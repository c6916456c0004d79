//! End-to-end single-silo activation lifecycle — spec §8 scenario 1
//! ("first-call activation"), simplified to one silo since the full
//! three-silo scenario needs a live transport, which belongs to
//! `silo-dispatcher`/`silo-gateway` integration, not this crate.

use std::collections::BTreeMap;
use std::net::SocketAddr;
use std::sync::Arc;

use async_trait::async_trait;
use bytes::Bytes;
use silo_catalog::prelude::Catalog;
use silo_core::prelude::{
    ActivationContext, CallContext, ClusterMembershipSnapshot, CorrelationId, Grain, GrainFactory, GrainId, GrainKind,
    MethodId, NoopObservability, Result, RuntimeConfig, SiloAddress, SiloStatus,
};
use silo_directory::prelude::LocalGrainDirectory;
use silo_membership::MembershipService;
use silo_runtime_tokio::TokioRuntime;

struct EchoGrain {
    activations: Arc<std::sync::atomic::AtomicUsize>,
}

#[async_trait]
impl Grain for EchoGrain {
    fn kind(&self) -> GrainKind {
        GrainKind::Stateful
    }

    async fn on_activate(&mut self, _ctx: &ActivationContext<'_>) -> Result<()> {
        self.activations.fetch_add(1, std::sync::atomic::Ordering::SeqCst);
        Ok(())
    }

    async fn invoke(&mut self, _method: MethodId, args: Bytes, _ctx: &CallContext) -> Result<Bytes> {
        Ok(args)
    }
}

struct EchoFactory {
    activations: Arc<std::sync::atomic::AtomicUsize>,
}

impl GrainFactory for EchoFactory {
    fn create(&self, _grain_id: &GrainId) -> Box<dyn Grain> {
        Box::new(EchoGrain {
            activations: self.activations.clone(),
        })
    }
}

fn silo(port: u16) -> SiloAddress {
    let ep: SocketAddr = format!("127.0.0.1:{port}").parse().unwrap();
    SiloAddress::new(ep, 1)
}

struct UnreachableTransport;

#[async_trait]
impl silo_directory::prelude::DirectoryTransport for UnreachableTransport {
    async fn forward_lookup(
        &self,
        _owner: SiloAddress,
        _grain: &GrainId,
        _hop_count: u8,
    ) -> std::result::Result<silo_directory::prelude::RemoteLookupResult, silo_directory::prelude::ForwardError> {
        Err(silo_directory::prelude::ForwardError::Unreachable)
    }
}

struct UnreachableHandoff;

#[async_trait]
impl silo_directory::prelude::HandoffChannel for UnreachableHandoff {
    async fn propose(
        &self,
        _to: SiloAddress,
        _proposal: silo_directory::prelude::HandoffProposal,
    ) -> std::result::Result<silo_directory::prelude::HandoffAck, silo_directory::prelude::HandoffError> {
        Err(silo_directory::prelude::HandoffError::PeerUnreachable)
    }
}

#[tokio::test]
async fn first_call_activates_then_second_call_reuses_the_activation() {
    let local = silo(1);
    let membership = Arc::new(MembershipService::with_static_source());
    let mut members = BTreeMap::new();
    members.insert(local, SiloStatus::Active);
    membership.apply_snapshot(ClusterMembershipSnapshot::new(1, members)).unwrap();

    let directory = Arc::new(LocalGrainDirectory::new(
        local,
        16,
        membership,
        Arc::new(UnreachableTransport),
        6,
        Arc::new(UnreachableHandoff),
        RuntimeConfig::default().retry,
    ));
    let collector = Arc::new(silo_catalog::prelude::ActivationCollector::new(60_000));
    let runtime = Arc::new(TokioRuntime::new());
    let config = RuntimeConfig::default();
    let catalog = Catalog::new(
        local,
        directory,
        collector,
        runtime.clone(),
        runtime.clone(),
        Arc::new(NoopObservability),
        config,
    );

    let activation_count = Arc::new(std::sync::atomic::AtomicUsize::new(0));
    catalog.register_factory(
        "Thermostat",
        Arc::new(EchoFactory {
            activations: activation_count.clone(),
        }),
    );

    let grain = GrainId::new("Thermostat", "roomA");
    let first = catalog.get_or_create_activation(&grain).await.unwrap();
    assert_eq!(first.silo, local);

    let ctx = CallContext::builder(CorrelationId(1)).build();
    let reply = catalog
        .invoke_activation(&grain, MethodId(0), Bytes::from_static(b"ping"), ctx)
        .await
        .unwrap();
    assert_eq!(reply, Bytes::from_static(b"ping"));

    // Second call reuses the same activation; on_activate ran exactly once.
    let second = catalog.get_or_create_activation(&grain).await.unwrap();
    assert_eq!(second.activation, first.activation);
    assert_eq!(activation_count.load(std::sync::atomic::Ordering::SeqCst), 1);

    catalog.deactivate(&grain).await.unwrap();
    let recreated = catalog.get_or_create_activation(&grain).await.unwrap();
    assert_ne!(recreated.activation, first.activation);
    assert_eq!(activation_count.load(std::sync::atomic::Ordering::SeqCst), 2);
}

#[tokio::test]
async fn dead_silo_status_change_cancels_outbound_calls_waiting_on_it() {
    let local = silo(1);
    let remote = silo(2);
    let membership = Arc::new(MembershipService::with_static_source());
    let mut members = BTreeMap::new();
    members.insert(local, SiloStatus::Active);
    membership.apply_snapshot(ClusterMembershipSnapshot::new(1, members)).unwrap();

    let directory = Arc::new(LocalGrainDirectory::new(
        local,
        16,
        membership,
        Arc::new(UnreachableTransport),
        6,
        Arc::new(UnreachableHandoff),
        RuntimeConfig::default().retry,
    ));
    let collector = Arc::new(silo_catalog::prelude::ActivationCollector::new(60_000));
    let runtime = Arc::new(TokioRuntime::new());
    let catalog = Catalog::new(
        local,
        directory,
        collector,
        runtime.clone(),
        runtime.clone(),
        Arc::new(NoopObservability),
        RuntimeConfig::default(),
    );

    let tracked = catalog.track_outbound_call(CorrelationId(1), remote);
    let untracked_other_silo = catalog.track_outbound_call(CorrelationId(2), local);

    catalog.on_silo_status_change(remote, SiloStatus::Dead);

    tracked.await.expect("cancellation signal delivered for the dead silo's outbound call");
    // A call tracked against a different, still-live silo is untouched.
    assert!(untracked_other_silo.try_recv().is_err());
}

——

● **Your instructions**:
Repeat the records. Match them exactly.

● **Answer to the exercise**:
repository c6916456c0004d79
//! End-to-end single-silo activation lifecycle — spec §8 scenario 1
//! ("first-call activation"), simplified to one silo since the full
//! three-silo scenario needs a live transport, which belongs to
//! `silo-dispatcher`/`silo-gateway` integration, not this crate.

use std::collections::BTreeMap;
use std::net::SocketAddr;
use std::sync::Arc;

use async_trait::async_trait;
use bytes::Bytes;
use silo_catalog::prelude::Catalog;
use silo_core::prelude::{
    ActivationContext, CallContext, ClusterMembershipSnapshot, CorrelationId, Grain, GrainFactory, GrainId, GrainKind,
    MethodId, NoopObservability, Result, RuntimeConfig, SiloAddress, SiloStatus,
};
use silo_directory::prelude::LocalGrainDirectory;
use silo_membership::MembershipService;
use silo_runtime_tokio::TokioRuntime;

struct EchoGrain {
    activations: Arc<std::sync::atomic::AtomicUsize>,
}

#[async_trait]
impl Grain for EchoGrain {
    fn kind(&self) -> GrainKind {
        GrainKind::Stateful
    }

    async fn on_activate(&mut self, _ctx: &ActivationContext<'_>) -> Result<()> {
        self.activations.fetch_add(1, std::sync::atomic::Ordering::SeqCst);
        Ok(())
    }

    async fn invoke(&mut self, _method: MethodId, args: Bytes, _ctx: &CallContext) -> Result<Bytes> {
        Ok(args)
    }
}

struct EchoFactory {
    activations: Arc<std::sync::atomic::AtomicUsize>,
}

impl GrainFactory for EchoFactory {
    fn create(&self, _grain_id: &GrainId) -> Box<dyn Grain> {
        Box::new(EchoGrain {
            activations: self.activations.clone(),
        })
    }
}

fn silo(port: u16) -> SiloAddress {
    let ep: SocketAddr = format!("127.0.0.1:{port}").parse().unwrap();
    SiloAddress::new(ep, 1)
}

struct UnreachableTransport;

#[async_trait]
impl silo_directory::prelude::DirectoryTransport for UnreachableTransport {
    async fn forward_lookup(
        &self,
        _owner: SiloAddress,
        _grain: &GrainId,
        _hop_count: u8,
    ) -> std::result::Result<silo_directory::prelude::RemoteLookupResult, silo_directory::prelude::ForwardError> {
        Err(silo_directory::prelude::ForwardError::Unreachable)
    }
}

struct UnreachableHandoff;

#[async_trait]
impl silo_directory::prelude::HandoffChannel for UnreachableHandoff {
    async fn propose(
        &self,
        _to: SiloAddress,
        _proposal: silo_directory::prelude::HandoffProposal,
    ) -> std::result::Result<silo_directory::prelude::HandoffAck, silo_directory::prelude::HandoffError> {
        Err(silo_directory::prelude::HandoffError::PeerUnreachable)
    }
}

#[tokio::test]
async fn first_call_activates_then_second_call_reuses_the_activation() {
    let local = silo(1);
    let membership = Arc::new(MembershipService::with_static_source());
    let mut members = BTreeMap::new();
    members.insert(local, SiloStatus::Active);
    membership.apply_snapshot(ClusterMembershipSnapshot::new(1, members)).unwrap();

    let directory = Arc::new(LocalGrainDirectory::new(
        local,
        16,
        membership,
        Arc::new(UnreachableTransport),
        6,
        Arc::new(UnreachableHandoff),
        RuntimeConfig::default().retry,
    ));
    let collector = Arc::new(silo_catalog::prelude::ActivationCollector::new(60_000));
    let runtime = Arc::new(TokioRuntime::new());
    let config = RuntimeConfig::default();
    let catalog = Catalog::new(
        local,
        directory,
        collector,
        runtime.clone(),
        runtime.clone(),
        Arc::new(NoopObservability),
        config,
    );

    let activation_count = Arc::new(std::sync::atomic::AtomicUsize::new(0));
    catalog.register_factory(
        "Thermostat",
        Arc::new(EchoFactory {
            activations: activation_count.clone(),
        }),
    );

    let grain = GrainId::new("Thermostat", "roomA");
    let first = catalog.get_or_create_activation(&grain).await.unwrap();
    assert_eq!(first.silo, local);

    let ctx = CallContext::builder(CorrelationId(1)).build();
    let reply = catalog
        .invoke_activation(&grain, MethodId(0), Bytes::from_static(b"ping"), ctx)
        .await
        .unwrap();
    assert_eq!(reply, Bytes::from_static(b"ping"));

    // Second call reuses the same activation; on_activate ran exactly once.
    let second = catalog.get_or_create_activation(&grain).await.unwrap();
    assert_eq!(second.activation, first.activation);
    assert_eq!(activation_count.load(std::sync::atomic::Ordering::SeqCst), 1);

    catalog.deactivate(&grain).await.unwrap();
    let recreated = catalog.get_or_create_activation(&grain).await.unwrap();
    assert_ne!(recreated.activation, first.activation);
    assert_eq!(activation_count.load(std::sync::atomic::Ordering::SeqCst), 2);
}

#[tokio::test]
async fn dead_silo_status_change_cancels_outbound_calls_waiting_on_it() {
    let local = silo(1);
    let remote = silo(2);
    let membership = Arc::new(MembershipService::with_static_source());
    let mut members = BTreeMap::new();
    members.insert(local, SiloStatus::Active);
    membership.apply_snapshot(ClusterMembershipSnapshot::new(1, members)).unwrap();

    let directory = Arc::new(LocalGrainDirectory::new(
        local,
        16,
        membership,
        Arc::new(UnreachableTransport),
        6,
        Arc::new(UnreachableHandoff),
        RuntimeConfig::default().retry,
    ));
    let collector = Arc::new(silo_catalog::prelude::ActivationCollector::new(60_000));
    let runtime = Arc::new(TokioRuntime::new());
    let catalog = Catalog::new(
        local,
        directory,
        collector,
        runtime.clone(),
        runtime.clone(),
        Arc::new(NoopObservability),
        RuntimeConfig::default(),
    );

    let tracked = catalog.track_outbound_call(CorrelationId(1), remote);
    let untracked_other_silo = catalog.track_outbound_call(CorrelationId(2), local);

    catalog.on_silo_status_change(remote, SiloStatus::Dead);

    tracked.await.expect("cancellation signal delivered for the dead silo's outbound call");
    // A call tracked against a different, still-live silo is untouched.
    assert!(untracked_other_silo.try_recv().is_err());
}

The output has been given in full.